We get entirely too little sleep but it’s somehow okay because we have brunch at the New York Eatery, which serves good coffee and banana-strawberry-chocolate-cream cheese french toast topped with ice cream.

I come across a heavy-looking bundle wrapped in newspaper and tied with a rope. Written across it in red marker are the words “Please Don’t Throw Me.” I want to throw it, but don’t.

It starts to rain, and the water that runs off the building tastes like dirt and trash and leaves an odd film on my skin that I want to scrub off. Tourists become testy and all of the cab drivers go, inexplicably, off-duty. A homeless man rams an empty shopping cart into a telephone booth – one, smash; two, smash; three, smash – and then glances sideways at us and mumbles “sorry.”

We stuff into another theater to see In the Heights and we’re on the very back row, no one sitting together, but it’s okay. Lin-Manuel, the writer and the star, comes onstage and everyone roars for him. The people in front of Andrew are convinced the entire show is in Spanish, even though the characters are only speaking with a slight accent. “I hate it,” the woman says, “and I hate rap.” Lin-Manuel freestyles a little but it’s hardly rap.

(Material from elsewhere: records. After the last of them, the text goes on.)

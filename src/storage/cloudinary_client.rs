// Cloudinary deletion client

use async_trait::async_trait;
use std::time::Duration;
use tracing::{debug, warn};

use crate::config::CloudinaryConfig;
use crate::types::{DeletionError, DeletionToken};

#[async_trait]
pub trait DeletionTransport: Send + Sync {
    /// Delete the asset the token was issued for.
    async fn delete_by_token(&self, token: &DeletionToken) -> Result<(), DeletionError>;
}

pub struct CloudinaryClient {
    http: reqwest::Client,
    endpoint: String,
}

impl CloudinaryClient {
    const REQUEST_TIMEOUT: Duration = Duration::from_secs(30);

    pub fn new(config: &CloudinaryConfig) -> anyhow::Result<Self> {
        let http = reqwest::Client::builder()
            .timeout(Self::REQUEST_TIMEOUT)
            .build()?;

        Ok(Self {
            http,
            endpoint: config.delete_by_token_url(),
        })
    }

    pub fn endpoint(&self) -> &str {
        &self.endpoint
    }
}

#[async_trait]
impl DeletionTransport for CloudinaryClient {
    async fn delete_by_token(&self, token: &DeletionToken) -> Result<(), DeletionError> {
        debug!(endpoint = %self.endpoint, "Sending delete_by_token request");

        let response = self
            .http
            .post(&self.endpoint)
            .form(&[("token", token.as_str())])
            .send()
            .await
            .map_err(|e| DeletionError::Transport(e.to_string()))?;

        let status = response.status();
        if !status.is_success() {
            warn!(status = status.as_u16(), "delete_by_token rejected");
            return Err(DeletionError::Status(status.as_u16()));
        }

        Ok(())
    }
}
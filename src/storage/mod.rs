// Remote asset deletion

use std::sync::atomic::{AtomicBool, Ordering};
use std::sync::Arc;
use tracing::{info, warn};

pub mod cloudinary_client;

pub use cloudinary_client::*;

use crate::types::{CurrentAsset, DeletionError};

#[derive(Debug, Clone, Copy, PartialEq, Eq)]
pub enum RemovalOutcome {
    /// The remote asset was deleted
    RemoteDeleted,
    /// No token, so nothing was sent. The remote asset may be orphaned.
    LocalOnly,
    /// Another removal is still in flight
    Skipped,
}

impl RemovalOutcome {
    /// Whether the caller should clear its local value.
    pub fn clears_local(&self) -> bool {
        matches!(self, RemovalOutcome::RemoteDeleted | RemovalOutcome::LocalOnly)
    }
}

/// Token-scoped deletion with a single in-flight request.
///
/// Failures are never retried here; the user retries by removing again.
pub struct DeletionCoordinator {
    transport: Arc<dyn DeletionTransport>,
    busy: AtomicBool,
}

/// Clears the busy flag when the in-flight removal finishes or is dropped.
struct BusyGuard<'a> {
    flag: &'a AtomicBool,
}

impl<'a> BusyGuard<'a> {
    fn acquire(flag: &'a AtomicBool) -> Option<Self> {
        flag.compare_exchange(false, true, Ordering::AcqRel, Ordering::Acquire)
            .ok()
            .map(|_| Self { flag })
    }
}

impl Drop for BusyGuard<'_> {
    fn drop(&mut self) {
        self.flag.store(false, Ordering::Release);
    }
}

impl DeletionCoordinator {
    pub fn new(transport: Arc<dyn DeletionTransport>) -> Self {
        Self {
            transport,
            busy: AtomicBool::new(false),
        }
    }

    pub fn is_busy(&self) -> bool {
        self.busy.load(Ordering::Acquire)
    }

    pub async fn remove(&self, current: &CurrentAsset) -> Result<RemovalOutcome, DeletionError> {
        let Some(_guard) = BusyGuard::acquire(&self.busy) else {
            return Ok(RemovalOutcome::Skipped);
        };

        let public_id = current.value.public_id.as_str();

        match &current.token {
            Some(token) => {
                self.transport.delete_by_token(token).await.map_err(|e| {
                    warn!(public_id, error = %e, "Failed to remove asset remotely");
                    e
                })?;
                info!(public_id, "Asset deleted remotely");
                Ok(RemovalOutcome::RemoteDeleted)
            }
            None => {
                warn!(public_id, "No deletion token, clearing locally; remote asset is kept");
                Ok(RemovalOutcome::LocalOnly)
            }
        }
    }
}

When the show is over we press outside to more rain, more cabless streets, and begin fighting to ride standby on the Bolt Bus back to Boston. One young woman pushes and waves her ticket in the air, soaking it, insisting “Let me on! Let me on! These people don’t have a ticket but I DO.” The bus driver refuses to let her on; she realizes all too late that she was trying to get on the Boston bus to try to get to Philly, realizing her mistake too late as the Philly bus pulls away. She stands umbrella-less in the rain, her ticket nothing more now than a wet kleenex. I wonder what will happen to her. We make it onto the bus, first in line on the waiting list, to the chagrin of about 10 angry people standing on the sidewalk, grimacing. The bus goes through the Bronx and I realize I haven’t been here before. Everyone I see is shouting. One man follows another through a landscape garden, waving his arms angrily, eyes narrowed, face flushed, mouth wide open. The object of his derision keeps his back to him, and continues to calmly water his plants.

1 comment:

Ellie said...

http://www.npr.org/templates/story/story.php?storyId=92096423

So this doesn't have anything to do with your blog, but I thought I remembered you saying you liked this singer.

Hope y'all are having fun up North! See you when you get back!